Three factors came into play during the nineteenth and early twentieth centuries. First, Muslims disagreed
among themselves about whether or not to adopt Western learning and technology. The Tanzimat
Reformers supported Western learning but the, Ulamas and Wahhabis strongly opposed it. Second, the
Balfour Declaration of 1917 clearly stated that the British government supported the establishment of a
Jewish state in Palestine. Third, the Mandate System of the Paris Peace Talks created bitter distrust
among Middle Eastern Muslims towards the imperialistic West. Thus it should be no surprise that the
radicalization of Islam began to take form in countries like Egypt and Syria in the 1920s.
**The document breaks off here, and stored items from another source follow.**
/// Paginated, deduplicated token-account fetcher (SPEC_FULL.md §4.3, C3).
///
/// An owner can hold accounts under both the classic SPL Token program and
/// Token-2022, so this module runs the cursor loop once per program id and
/// folds the results together, deduping by account pubkey. Each program's
/// loop repeatedly calls `getTokenAccountsByOwnerV2`, threading `nextCursor`
/// forward until `hasMore=false` (§4.3 operation contract, §8 testable
/// property 7).
use std::collections::HashSet;

use tracing::warn;

use crate::errors::{WarchestError, WarchestResult};
use crate::rpc::{PageResult, RawTokenAccount, RpcApi};

/// Token-2022 has no stable crate of its own in this stack, so its program id
/// stays a literal; the classic program id comes straight from `spl-token`
/// rather than being retyped by hand.
pub const TOKEN_2022_PROGRAM_ID: &str = "TokenzQdBNbLqP5VEhdkAS6EPFLC1PHnBqCXEpPxuEb";

pub fn spl_token_program_id() -> String {
    spl_token::id().to_string()
}

pub const DEFAULT_PAGE_LIMIT: usize = 500;
pub const DEFAULT_PAGE_CAP: usize = 10;

#[derive(Debug, Clone, Default, PartialEq)]
pub struct TokenAccountsResult {
    pub accounts: Vec<RawTokenAccount>,
    pub page_count: usize,
    pub total_count: u64,
    pub truncated: bool,
    pub saw_token22: bool,
}

/// Fetches every token account owned by `owner` across the classic and
/// Token-2022 programs, deduplicating by account pubkey (§4.3).
pub async fn fetch_all_token_accounts(
    rpc: &(dyn RpcApi + Send + Sync),
    owner: &str,
) -> WarchestResult<TokenAccountsResult> {
    if owner.is_empty() {
        return Err(WarchestError::invalid_argument("owner must not be empty"));
    }

    let mut seen = HashSet::new();
    let mut accounts = Vec::new();
    let mut page_count = 0usize;
    let mut total_count = 0u64;
    let mut truncated = false;
    let mut saw_token22 = false;

    let classic = spl_token_program_id();
    let programs = [classic.as_str(), TOKEN_2022_PROGRAM_ID];

    for (idx, program_id) in programs.iter().enumerate() {
        let page = fetch_program_pages(rpc, owner, program_id, &mut page_count).await?;
        if page.truncated {
            truncated = true;
        }
        total_count += page.total_count;
        if idx == 1 && !page.accounts.is_empty() {
            saw_token22 = true;
        }
        for account in page.accounts {
            if seen.insert(account.pubkey.clone()) {
                accounts.push(account);
            }
        }
    }

    Ok(TokenAccountsResult {
        accounts,
        page_count,
        total_count,
        truncated,
        saw_token22,
    })
}

struct ProgramPages {
    accounts: Vec<RawTokenAccount>,
    total_count: u64,
    truncated: bool,
}

/// Runs the cursor loop for a single program id, threading `next_cursor`
/// forward and stopping on `has_more=false` or a missing cursor. `page_count`
/// is a running total shared across both programs, since `pageLimit` bounds
/// the whole fetch, not each program individually.
async fn fetch_program_pages(
    rpc: &(dyn RpcApi + Send + Sync),
    owner: &str,
    program_id: &str,
    page_count: &mut usize,
) -> WarchestResult<ProgramPages> {
    let mut accounts = Vec::new();
    let mut cursor: Option<String> = None;
    let mut total_count = 0u64;
    let mut truncated = false;

    loop {
        if *page_count >= DEFAULT_PAGE_CAP {
            if cursor.is_some() {
                truncated = true;
                warn!(owner, program_id, *page_count, "token account page cap reached");
            }
            break;
        }

        let page: PageResult = rpc
            .get_token_accounts_page(owner, program_id, cursor.as_deref(), DEFAULT_PAGE_LIMIT)
            .await?;
        *page_count += 1;
        if let Some(count) = page.total_count {
            total_count = count;
        }
        accounts.extend(page.accounts);

        if !page.has_more {
            break;
        }
        match page.next_cursor {
            Some(next) => cursor = Some(next),
            None => {
                // hasMore=true with no cursor to resume from (§4.3).
                truncated = true;
                warn!(owner, program_id, "pagination truncated: hasMore with no cursor");
                break;
            }
        }
    }

    Ok(ProgramPages {
        accounts,
        total_count,
        truncated,
    })
}
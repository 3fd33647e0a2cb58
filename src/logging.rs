/// Structured logging setup (SPEC_FULL.md §10.1).
///
/// Mirrors the teacher's `tracing` + `tracing-subscriber` usage throughout
/// `src/database` and `src/handlers`: an `EnvFilter` seeded from `LOG_LEVEL`
/// (falling back to `info`), writing JSON lines so the terminal HUD and log
/// aggregation never have to share a human-formatted line grammar.
use tracing_subscriber::{fmt, EnvFilter};

pub fn init(log_level: &str) {
    let filter = EnvFilter::try_new(log_level).unwrap_or_else(|_| EnvFilter::new("info"));

    let subscriber = fmt()
        .with_env_filter(filter)
        .json()
        .with_target(true)
        .with_current_span(false);

    if subscriber.try_init().is_err() {
        // A subscriber is already installed (e.g. under a test harness); not
        // an error condition worth surfacing.
    }
}
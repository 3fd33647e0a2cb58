/// Operational database adapter (SPEC_FULL.md §4.7, C "operational DB").
///
/// Grounded on the teacher's `BadgerDatabase`/`PnLCalculator` schema-creation
/// pattern (`src/database/analytics/pnl_calculator.rs`, `src/database/mod.rs`):
/// a single sqlite pool, `CREATE TABLE IF NOT EXISTS` run on connect rather
/// than a separate migration runner, and typed writer methods returning the
/// crate's own error type instead of `sqlx::Error` directly.
use chrono::Utc;
use serde_json::Value;
use sqlx::sqlite::SqlitePoolOptions;
use sqlx::{Row, SqlitePool};

use crate::errors::{WarchestError, WarchestResult};
use crate::hud::PnlRow;

pub struct OperationalDb {
    pool: SqlitePool,
}

impl OperationalDb {
    pub async fn connect(database_url: &str) -> WarchestResult<Self> {
        let pool = SqlitePoolOptions::new()
            .max_connections(5)
            .connect(database_url)
            .await
            .map_err(|e| WarchestError::fatal(format!("failed to open operational db: {e}")))?;

        let db = Self { pool };
        db.initialize_schema().await?;
        Ok(db)
    }

    async fn initialize_schema(&self) -> WarchestResult<()> {
        sqlx::query(
            r#"
            CREATE TABLE IF NOT EXISTS wallet_registry (
                id INTEGER PRIMARY KEY AUTOINCREMENT,
                alias TEXT NOT NULL UNIQUE,
                pubkey TEXT NOT NULL UNIQUE,
                created_at INTEGER NOT NULL
            )
            "#,
        )
        .execute(&self.pool)
        .await
        .map_err(|e| WarchestError::fatal(format!("wallet_registry schema: {e}")))?;

        sqlx::query(
            r#"
            CREATE TABLE IF NOT EXISTS sc_trade_events (
                id TEXT PRIMARY KEY,
                wallet_id INTEGER NOT NULL,
                mint TEXT NOT NULL,
                side TEXT NOT NULL,
                token_amount REAL NOT NULL,
                sol_amount REAL,
                price_usd REAL,
                recorded_at INTEGER NOT NULL
            )
            "#,
        )
        .execute(&self.pool)
        .await
        .map_err(|e| WarchestError::fatal(format!("sc_trade_events schema: {e}")))?;

        sqlx::query(
            r#"
            CREATE TABLE IF NOT EXISTS token_positions (
                wallet_id INTEGER NOT NULL,
                mint TEXT NOT NULL,
                current_token_amount REAL NOT NULL DEFAULT 0.0,
                avg_cost_usd REAL,
                realized_pnl_usd REAL NOT NULL DEFAULT 0.0,
                PRIMARY KEY (wallet_id, mint)
            )
            "#,
        )
        .execute(&self.pool)
        .await
        .map_err(|e| WarchestError::fatal(format!("token_positions schema: {e}")))?;

        Ok(())
    }

    /// Resolves `(alias, pubkey)` to a stable wallet row id, inserting a new
    /// row on first sight. An alias or pubkey already bound to a different
    /// counterpart is a conflict (§4.7 step 3): the registry never silently
    /// repoints an existing alias to a new wallet.
    pub async fn resolve_wallet_registry(&self, alias: &str, pubkey: &str) -> WarchestResult<i64> {
        if let Some(row) = sqlx::query("SELECT id, pubkey FROM wallet_registry WHERE alias = ?1")
            .bind(alias)
            .fetch_optional(&self.pool)
            .await
            .map_err(|e| WarchestError::unavailable(format!("registry lookup failed: {e}")))?
        {
            let existing_pubkey: String = row.get("pubkey");
            if existing_pubkey != pubkey {
                return Err(WarchestError::conflict(format!(
                    "alias {alias} already bound to a different pubkey"
                )));
            }
            return Ok(row.get("id"));
        }

        if let Some(row) = sqlx::query("SELECT alias FROM wallet_registry WHERE pubkey = ?1")
            .bind(pubkey)
            .fetch_optional(&self.pool)
            .await
            .map_err(|e| WarchestError::unavailable(format!("registry lookup failed: {e}")))?
        {
            let existing_alias: String = row.get("alias");
            if existing_alias != alias {
                return Err(WarchestError::conflict(format!(
                    "pubkey {pubkey} already registered under alias {existing_alias}"
                )));
            }
        }

        let inserted = sqlx::query(
            "INSERT INTO wallet_registry (alias, pubkey, created_at) VALUES (?1, ?2, ?3)",
        )
        .bind(alias)
        .bind(pubkey)
        .bind(Utc::now().timestamp())
        .execute(&self.pool)
        .await
        .map_err(|e| WarchestError::unavailable(format!("registry insert failed: {e}")))?;

        Ok(inserted.last_insert_rowid())
    }

    /// Records a single trade event for the hub log replay path and applies
    /// it to the running position for `(wallet_id, mint)` in one transaction
    /// (§4.7 step 2: record then apply are never observed independently).
    pub async fn record_sc_trade_event(
        &self,
        event_id: &str,
        wallet_id: i64,
        mint: &str,
        side: &str,
        token_amount: f64,
        sol_amount: Option<f64>,
        price_usd: Option<f64>,
    ) -> WarchestResult<()> {
        let mut tx = self
            .pool
            .begin()
            .await
            .map_err(|e| WarchestError::unavailable(format!("begin tx failed: {e}")))?;

        sqlx::query(
            r#"
            INSERT OR IGNORE INTO sc_trade_events
                (id, wallet_id, mint, side, token_amount, sol_amount, price_usd, recorded_at)
            VALUES (?1, ?2, ?3, ?4, ?5, ?6, ?7, ?8)
            "#,
        )
        .bind(event_id)
        .bind(wallet_id)
        .bind(mint)
        .bind(side)
        .bind(token_amount)
        .bind(sol_amount)
        .bind(price_usd)
        .bind(Utc::now().timestamp())
        .execute(&mut *tx)
        .await
        .map_err(|e| WarchestError::unavailable(format!("trade event insert failed: {e}")))?;

        let signed_amount = if side == "sell" { -token_amount } else { token_amount };

        sqlx::query(
            r#"
            INSERT INTO token_positions (wallet_id, mint, current_token_amount, avg_cost_usd, realized_pnl_usd)
            VALUES (?1, ?2, ?3, ?4, 0.0)
            ON CONFLICT(wallet_id, mint) DO UPDATE SET
                current_token_amount = current_token_amount + ?3,
                avg_cost_usd = COALESCE(?4, avg_cost_usd)
            "#,
        )
        .bind(wallet_id)
        .bind(mint)
        .bind(signed_amount)
        .bind(price_usd)
        .execute(&mut *tx)
        .await
        .map_err(|e| WarchestError::unavailable(format!("position upsert failed: {e}")))?;

        tx.commit()
            .await
            .map_err(|e| WarchestError::unavailable(format!("commit failed: {e}")))?;
        Ok(())
    }

    pub async fn load_pnl_rows(&self, wallet_id: i64, current_prices: &std::collections::HashMap<String, f64>) -> WarchestResult<Vec<PnlRow>> {
        let rows = sqlx::query(
            "SELECT mint, current_token_amount, avg_cost_usd, realized_pnl_usd FROM token_positions WHERE wallet_id = ?1",
        )
        .bind(wallet_id)
        .fetch_all(&self.pool)
        .await
        .map_err(|e| WarchestError::unavailable(format!("pnl row load failed: {e}")))?;

        let mut out = Vec::with_capacity(rows.len());
        for row in rows {
            let mint: String = row.get("mint");
            let current_token_amount: f64 = row.get("current_token_amount");
            let avg_cost_usd: Option<f64> = row.get("avg_cost_usd");
            let realized_pnl_usd: Option<f64> = row.get("realized_pnl_usd");
            let coin_price_usd = current_prices.get(&mint).copied();
            out.push(derive_pnl_fields(
                mint,
                current_token_amount,
                avg_cost_usd,
                coin_price_usd,
                realized_pnl_usd,
            ));
        }
        Ok(out)
    }
}

/// Normalizes a raw PnL row coming from an upstream JSON blob that may spell
/// its keys in snake_case or camelCase (§3 data-model note, §9 resolved
/// ambiguity): accepts `coin_mint` / `coinMint` / `mint`, and
/// `current_token_amount` / `currentTokenAmount`.
pub fn normalize_pnl_row(raw: &Value) -> Option<PnlRow> {
    let mint = raw
        .get("coin_mint")
        .or_else(|| raw.get("coinMint"))
        .or_else(|| raw.get("mint"))
        .and_then(Value::as_str)?
        .to_string();

    let current_token_amount = raw
        .get("current_token_amount")
        .or_else(|| raw.get("currentTokenAmount"))
        .and_then(Value::as_f64)
        .filter(|v| v.is_finite())
        .unwrap_or(0.0);

    // Only non-empty positions are kept (§3 invariant: `pnlByMint` only
    // contains mints with a current position).
    if current_token_amount <= 0.0 {
        return None;
    }

    let avg_cost_usd = raw
        .get("avg_cost_usd")
        .or_else(|| raw.get("avgCostUsd"))
        .and_then(Value::as_f64)
        .filter(|v| v.is_finite());

    let coin_price_usd = raw
        .get("coin_price_usd")
        .or_else(|| raw.get("coinPriceUsd"))
        .or_else(|| raw.get("priceUsd"))
        .and_then(Value::as_f64)
        .filter(|v| v.is_finite());

    let realized_pnl_usd = raw
        .get("realized_pnl_usd")
        .or_else(|| raw.get("realizedPnlUsd"))
        .and_then(Value::as_f64)
        .filter(|v| v.is_finite());

    Some(derive_pnl_fields(
        mint,
        current_token_amount,
        avg_cost_usd,
        coin_price_usd,
        realized_pnl_usd,
    ))
}

fn derive_pnl_fields(
    mint: String,
    current_token_amount: f64,
    avg_cost_usd: Option<f64>,
    coin_price_usd: Option<f64>,
    realized_pnl_usd: Option<f64>,
) -> PnlRow {
    let entry_usd = avg_cost_usd.map(|cost| cost * current_token_amount);
    let current_usd = coin_price_usd.map(|price| price * current_token_amount);
    let unrealized_pnl_usd = match (current_usd, entry_usd) {
        (Some(cur), Some(entry)) => Some(cur - entry),
        _ => None,
    };
    let roi_pct = match (unrealized_pnl_usd, entry_usd) {
        (Some(pnl), Some(entry)) if entry.abs() > f64::EPSILON => Some((pnl / entry) * 100.0),
        _ => None,
    };

    PnlRow {
        mint,
        current_token_amount,
        avg_cost_usd,
        coin_price_usd,
        entry_usd,
        current_usd,
        unrealized_pnl_usd,
        realized_pnl_usd,
        roi_pct,
    }
}

#[cfg(test)]
mod tests {
    use super::*;
    use serde_json::json;

    #[test]
    fn normalizes_snake_case_keys() {
        let raw = json!({
            "coin_mint": "mintA",
            "current_token_amount": 100.0,
            "avg_cost_usd": 0.01,
            "coin_price_usd": 0.02,
        });
        let row = normalize_pnl_row(&raw).unwrap();
        assert_eq!(row.mint, "mintA");
        assert_eq!(row.entry_usd, Some(1.0));
        assert_eq!(row.current_usd, Some(2.0));
        assert_eq!(row.unrealized_pnl_usd, Some(1.0));
        assert_eq!(row.roi_pct, Some(100.0));
    }

    #[test]
    fn normalizes_camel_case_keys() {
        let raw = json!({
            "coinMint": "mintB",
            "currentTokenAmount": 50.0,
            "avgCostUsd": 0.02,
            "priceUsd": 0.01,
        });
        let row = normalize_pnl_row(&raw).unwrap();
        assert_eq!(row.mint, "mintB");
        assert_eq!(row.entry_usd, Some(1.0));
        assert_eq!(row.current_usd, Some(0.5));
        assert_eq!(row.unrealized_pnl_usd, Some(-0.5));
    }

    #[test]
    fn falls_back_to_bare_mint_key() {
        let raw = json!({"mint": "mintC", "current_token_amount": 1.0});
        let row = normalize_pnl_row(&raw).unwrap();
        assert_eq!(row.mint, "mintC");
        assert!(row.entry_usd.is_none());
        assert!(row.roi_pct.is_none());
    }

    #[test]
    fn zero_or_negative_position_is_dropped() {
        let raw = json!({"mint": "mintE", "current_token_amount": 0.0});
        assert!(normalize_pnl_row(&raw).is_none());
        let raw = json!({"mint": "mintE", "current_token_amount": -5.0});
        assert!(normalize_pnl_row(&raw).is_none());
    }

    #[test]
    fn missing_mint_key_yields_none() {
        let raw = json!({"current_token_amount": 1.0});
        assert!(normalize_pnl_row(&raw).is_none());
    }

    #[test]
    fn zero_entry_never_divides_for_roi() {
        let raw = json!({"mint": "mintD", "current_token_amount": 1.0, "avg_cost_usd": 0.0, "coin_price_usd": 5.0});
        let row = normalize_pnl_row(&raw).unwrap();
        assert_eq!(row.entry_usd, Some(0.0));
        assert!(row.roi_pct.is_none());
    }
}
Unlike Turkey
and many Islamic thinkers who believed that strength would come through imitation the institutions of the
West, the radical Islamic thinkers wanted to reject Western ideas and create (of recreate) a society based
on Islamic religious principles.
After World War II, many Arab Nationalist leaders leaned toward non-alignment neutrality or even a prosoviet stance because they felt that socialism and communism were opposed to Western imperialism. Both
democratic and anti-democratic governments emerged. Turkey is the most stable of the democracies. Antidemocratic were usually monarchies, such as Saudi Arabia, Kuwait, Jordan and Egypt – until Nasser was
ousted in 1954. Saudi Arabia’s oil reserves made the country rich and powerful; and friendly to the West.
All four, Saudi Arabia, Kuwait, Jordan and Egypt are still monarchies along with Bahrain, Oman, the
United Arab Emirates and Qatar.
After World War II, Iraq was a monarchy until the army ousted the king in 1958. In 1979, General
Saddam Hussein became president-dictator. Although Lebanon’s post war history was sometimes stable
and sometimes not, its government is a shared democracy in which its president is a Maronite Christian,
the speaker of the parliament a Shiite Muslim, its prime minister a Sunni Muslim, and the Deputy Speaker
Greek Orthodox. Syria was a republic until 1966 when the military took over the country. Yemen is a
republic and Palestine, which gained independence in 1988, is a republic as well, dominated by the
Palestine Liberation Organization.
The Iranian Revolution
In Persia, Agha Muhammad Khan founded the Qajar dynasty in 1781 which lasted until 1925 when
Reza Khan (1919-1980) overthrew the Qajars and his Pahlavi dynasty lasted until 1979 when his son,
Mohammad Reza Pahlavi, was overthrown in a fundamentalist Islamic revolution led by the Ayatollah
Ruhollah Khomeini (1902-1989). Uniting both the middle and lower classes, Khomeini presided over a
religious theocracy that defined its purpose as Islamic and nationalistic and which unified government and
religion. The new Islamic constitution gave the clergy – acting on behalf of Allah – full authority (the final
say) in all matters. The Khomeini regime not only challenged the West and rocked the world, it also
challenged the secular thinking of Arab nationalists in states like Saudi Arabia, Egypt and Algeria that
feared their Iranian revolution would undermine their own power bases. As a result, these conservative
regimes paid more attention to Islamic religious authorities.